More recently, U. North Texas Literary Professor Nora Gilbert and Carleton University’s James Deaville er, dissected the Christmas staple “It’s a Wonderful Life” — the former claiming she “can’t help but see parallels” between the dystopian Pottersville and Donald Trump’s America,” and the latter alleging it contains clandestine racist and “bigoted” messages.
How special.
And don’t forget the UC at San Francisco professor who said she wants to see TV shows depicting Christians supportive of abortion. Or the University of Portsmouth adding a “trigger warning” to the James Bond novel “Dr. No.” Or the Colby College professor who’s cheesed at the lack of climate change messages in movies.
This same dopeyness has infected popular franchises such as “Star Trek,” Marvel Entertainment, (see also here, here, and here), “Star Wars,” DC Comics, and more.
Believe me, I know it’s tough for long-time fans of these properties to get excited about new entries to the canon … because we’ve been (severely) disappointed by either the all-too common over-injection of social justice nonsense and the God-awful abilities of the writers to weave a good story.

People across the political spectrum rightly chide seventy-year-old-plus efforts like the Hays Code, the Television Code, and the Comics Code Authority (who wants government censorship pressure?), but today these codes simply have been replaced by their ideological mirrors.
If Professor Gilbert has Amazon Prime, she’ll probably be relieved to read the recent story about the streaming service’s deletion of “It’s a Wonderful Life’s” Pottersville sequence (even though it’s kind of integral to the plot).
And TV classics have been subjected to politically correct “editing” for many years now. While some instances certainly are understandable (like use of the hard n-word in “Sanford and Son” and elsewhere) some outlets (like Amazon) delete key plot moments, usually in the name of “sensitivity.” Take the “M*A*S*H” episode edited by MeTV where Hawkeye and Trapper teach a racist soldier a lesson by bringing in the lunch he “requested”: fried chicken and watermelon.
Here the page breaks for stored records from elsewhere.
//! Per-dimension indicator lexicons.
//!
//! Each dimension owns one [`IndicatorSet`] per pole plus a table of topics
//! aligned with a pole. Sets are validated when loaded: both poles need terms,
//! no term may sit on both poles, and each dimension appears exactly once.

use serde::{Deserialize, Serialize};
use std::collections::BTreeMap;
use std::path::Path;

use polis_common::{Error, Result, ResultExt};

use super::matcher::TermMatcher;
use super::taxonomy::TopicTaxonomy;
use crate::types::{Dimension, Pole};

/// Keywords and phrases for one pole of one dimension.
#[derive(Debug, Clone, Default, Serialize, Deserialize)]
pub struct IndicatorSet {
    #[serde(default)]
    pub keywords: Vec<String>,
    #[serde(default)]
    pub phrases: Vec<String>,
}

impl IndicatorSet {
    pub fn new(keywords: &[&str], phrases: &[&str]) -> Self {
        Self {
            keywords: keywords.iter().map(|s| (*s).to_string()).collect(),
            phrases: phrases.iter().map(|s| (*s).to_string()).collect(),
        }
    }
}

/// Serializable definition of one dimension's lexicon.
#[derive(Debug, Clone, Serialize, Deserialize)]
pub struct DimensionLexiconDef {
    pub dimension: Dimension,
    pub positive: IndicatorSet,
    pub negative: IndicatorSet,
    /// Topic id → pole the topic pushes toward
    #[serde(default)]
    pub aligned_topics: BTreeMap<String, Pole>,
}

/// Compiled lexicon for one dimension.
#[derive(Debug, Clone)]
pub struct DimensionLexicon {
    dimension: Dimension,
    positive: TermMatcher,
    negative: TermMatcher,
    aligned_topics: BTreeMap<String, Pole>,
}

impl DimensionLexicon {
    pub fn new(def: DimensionLexiconDef) -> Result<Self> {
        let dimension = def.dimension;
        let positive = TermMatcher::new(&def.positive.keywords, &def.positive.phrases)
            .context(format!("{dimension} positive pole"))?;
        let negative = TermMatcher::new(&def.negative.keywords, &def.negative.phrases)
            .context(format!("{dimension} negative pole"))?;

        if positive.is_empty() || negative.is_empty() {
            return Err(Error::Validation(format!(
                "{dimension} lexicon needs terms on both poles"
            )));
        }
        if let Some((term, _)) = positive.terms().find(|(t, _)| negative.contains(t)) {
            return Err(Error::Validation(format!(
                "{dimension} term \"{term}\" appears on both poles"
            )));
        }

        Ok(Self {
            dimension,
            positive,
            negative,
            aligned_topics: def.aligned_topics,
        })
    }

    pub fn dimension(&self) -> Dimension {
        self.dimension
    }

    pub fn pole(&self, pole: Pole) -> &TermMatcher {
        match pole {
            Pole::Positive => &self.positive,
            Pole::Negative => &self.negative,
        }
    }

    /// Pole a topic is aligned with, if any.
    pub fn alignment(&self, topic_id: &str) -> Option<Pole> {
        self.aligned_topics.get(topic_id).copied()
    }

    pub fn aligned_topics(&self) -> impl Iterator<Item = (&str, Pole)> {
        self.aligned_topics.iter().map(|(k, v)| (k.as_str(), *v))
    }
}

#[derive(Debug, Deserialize, Serialize)]
struct LexiconFile {
    dimensions: Vec<DimensionLexiconDef>,
}

/// Lexicons for all three dimensions.
#[derive(Debug, Clone)]
pub struct DimensionLexicons {
    lexicons: BTreeMap<Dimension, DimensionLexicon>,
}

impl DimensionLexicons {
    /// Build from definitions; every dimension must appear exactly once.
    pub fn new(defs: Vec<DimensionLexiconDef>) -> Result<Self> {
        let mut lexicons = BTreeMap::new();
        for def in defs {
            let dimension = def.dimension;
            if lexicons.insert(dimension, DimensionLexicon::new(def)?).is_some() {
                return Err(Error::Validation(format!(
                    "{dimension} lexicon defined more than once"
                )));
            }
        }
        if let Some(missing) = Dimension::ALL.iter().find(|d| !lexicons.contains_key(d)) {
            return Err(Error::Validation(format!("missing {missing} lexicon")));
        }
        Ok(Self { lexicons })
    }

    /// Parse from JSON:
    /// `{ "dimensions": [ { "dimension", "positive", "negative", "aligned_topics" } ] }`.
    pub fn from_json(json: &str) -> Result<Self> {
        let file: LexiconFile = serde_json::from_str(json)?;
        Self::new(file.dimensions)
    }

    /// Load a lexicon file.
    pub fn load(path: &Path) -> Result<Self> {
        let content = std::fs::read_to_string(path)
            .context(format!("reading lexicon {}", path.display()))?;
        Self::from_json(&content).context(format!("loading lexicon {}", path.display()))
    }

    /// The built-in lexicon.
    pub fn builtin() -> Result<Self> {
        Self::new(builtin_lexicons())
    }

    pub fn get(&self, dimension: Dimension) -> &DimensionLexicon {
        // new() guarantees all three
        &self.lexicons[&dimension]
    }

    /// Check that every aligned topic exists in the taxonomy.
    pub fn validate_against(&self, taxonomy: &TopicTaxonomy) -> Result<()> {
        for lexicon in self.lexicons.values() {
            for (topic, _) in lexicon.aligned_topics() {
                if !taxonomy.contains(topic) {
                    return Err(Error::Validation(format!(
                        "{} lexicon aligns unknown topic \"{topic}\"",
                        lexicon.dimension()
                    )));
                }
            }
        }
        Ok(())
    }
}

fn builtin_lexicons() -> Vec<DimensionLexiconDef> {
    vec![
        DimensionLexiconDef {
            dimension: Dimension::Economic,
            positive: IndicatorSet::new(
                &[
                    "competition", "privatization", "privatize", "deregulation", "entrepreneurship",
                    "entrepreneurs", "capitalism", "innovation", "profit", "investors",
                    "enterprise",
                ],
                &[
                    "free market", "free enterprise", "private sector", "tax cuts", "lower taxes",
                    "small business", "market competition", "cut regulations", "school choice",
                ],
            ),
            negative: IndicatorSet::new(
                &[
                    "redistribution", "nationalization", "nationalize", "socialism", "unions",
                    "welfare", "subsidies", "inequality", "billionaires", "regulation",
                ],
                &[
                    "wealth redistribution", "public ownership", "collective ownership",
                    "central planning", "universal basic income", "wealth tax", "tax the rich",
                    "living wage", "minimum wage", "single payer", "social safety net",
                    "price controls",
                ],
            ),
            aligned_topics: [
                ("business".to_string(), Pole::Positive),
                ("labor".to_string(), Pole::Negative),
            ]
            .into_iter()
            .collect(),
        },
        DimensionLexiconDef {
            dimension: Dimension::Social,
            positive: IndicatorSet::new(
                &[
                    "equality", "diversity", "inclusion", "inclusive", "lgbtq", "feminism",
                    "progressive", "multicultural", "tolerance", "decriminalize", "pro-choice",
                ],
                &[
                    "same-sex marriage", "marriage equality", "reproductive rights",
                    "abortion rights",
                    "racial justice", "social justice", "gender identity", "trans rights",
                    "criminal justice reform",
                ],
            ),
            negative: IndicatorSet::new(
                &[
                    "tradition", "traditional", "faith", "religious", "patriotism", "morality",
                    "heritage", "pro-life", "christian", "decency",
                ],
                &[
                    "traditional values", "family values", "sanctity of life", "law and order",
                    "religious liberty", "western civilization", "nuclear family", "right to life",
                ],
            ),
            aligned_topics: [
                ("civil_rights".to_string(), Pole::Positive),
                ("religion".to_string(), Pole::Negative),
            ]
            .into_iter()
            .collect(),
        },
        DimensionLexiconDef {
            dimension: Dimension::Governance,
            positive: IndicatorSet::new(
                &[
                    "liberty", "decentralization", "decentralize", "federalism", "autonomy",
                    "libertarian", "localism", "privacy", "self-governance",
                ],
                &[
                    "states' rights", "limited government", "individual liberty", "local control",
                    "small government", "civil liberties", "government overreach", "free speech",
                    "personal freedom", "community control",
                ],
            ),
            negative: IndicatorSet::new(
                &[
                    "surveillance", "mandate", "centralization", "censorship",
                    "nationwide", "crackdown", "authoritarian",
                ],
                &[
                    "federal government", "strong leadership", "national standards",
                    "federal oversight", "central government", "government control",
                    "executive order", "emergency powers", "national mandate",
                ],
            ),
            aligned_topics: [("technology_privacy".to_string(), Pole::Positive)]
                .into_iter()
                .collect(),
        },
    ]
}

#[cfg(test)]
mod tests {
    use super::*;

    #[test]
    fn test_builtin_lexicons_validate_against_builtin_taxonomy() {
        let lexicons = DimensionLexicons::builtin().unwrap();
        let taxonomy = TopicTaxonomy::builtin().unwrap();
        lexicons.validate_against(&taxonomy).unwrap();
        assert_eq!(
            lexicons.get(Dimension::Economic).alignment("labor"),
            Some(Pole::Negative)
        );
    }

    #[test]
    fn test_term_on_both_poles_rejected() {
        let def = DimensionLexiconDef {
            dimension: Dimension::Economic,
            positive: IndicatorSet::new(&["markets"], &[]),
            negative: IndicatorSet::new(&["Markets"], &[]),
            aligned_topics: BTreeMap::new(),
        };
        let err = DimensionLexicon::new(def).unwrap_err();
        assert!(err.to_string().contains("both poles"));
    }

    #[test]
    fn test_empty_pole_rejected() {
        let def = DimensionLexiconDef {
            dimension: Dimension::Social,
            positive: IndicatorSet::new(&["equality"], &[]),
            negative: IndicatorSet::default(),
            aligned_topics: BTreeMap::new(),
        };
        assert!(DimensionLexicon::new(def).is_err());
    }

    #[test]
    fn test_missing_dimension_rejected() {
        let mut defs = builtin_lexicons();
        defs.pop();
        let err = DimensionLexicons::new(defs).unwrap_err();
        assert!(err.to_string().contains("Governance"));
    }

    #[test]
    fn test_unknown_alignment_rejected() {
        let mut defs = builtin_lexicons();
        defs[0]
            .aligned_topics
            .insert("astrology".to_string(), Pole::Positive);
        let lexicons = DimensionLexicons::new(defs).unwrap();
        let taxonomy = TopicTaxonomy::builtin().unwrap();
        assert!(lexicons.validate_against(&taxonomy).is_err());
    }

    #[test]
    fn test_lexicon_json_shape() {
        let json = r#"{
            "dimensions": [
                { "dimension": "Economic",
                  "positive": { "keywords": ["market"] },
                  "negative": { "phrases": ["public ownership"] },
                  "aligned_topics": { "labor": "negative" } },
                { "dimension": "Social",
                  "positive": { "keywords": ["equality"] },
                  "negative": { "keywords": ["tradition"] } },
                { "dimension": "Governance",
                  "positive": { "keywords": ["liberty"] },
                  "negative": { "keywords": ["mandate"] } }
            ]
        }"#;
        let lexicons = DimensionLexicons::from_json(json).unwrap();
        assert_eq!(
            lexicons.get(Dimension::Economic).alignment("labor"),
            Some(Pole::Negative)
        );
        assert!(lexicons.get(Dimension::Social).alignment("labor").is_none());
    }
}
Instances of “blackface,” too, are virtually impossible to find these days. The 50-year celebration of “Saturday Night Live,” a show supposedly on the “edge,” even pixelated past segments showing such. Oddly enough, MeTV’s airing of The Three Stooges’ “Uncivil War Birds,” at least so far, hasn’t cut its blackface moment … but TBS cut the episode where Larry drops to one knee and says “Mammy!” after Moe is hit in the face with a bottle of black ink:

Don’t get frustrated by this nonsense if you’re a normal, non-humor-impaired individual.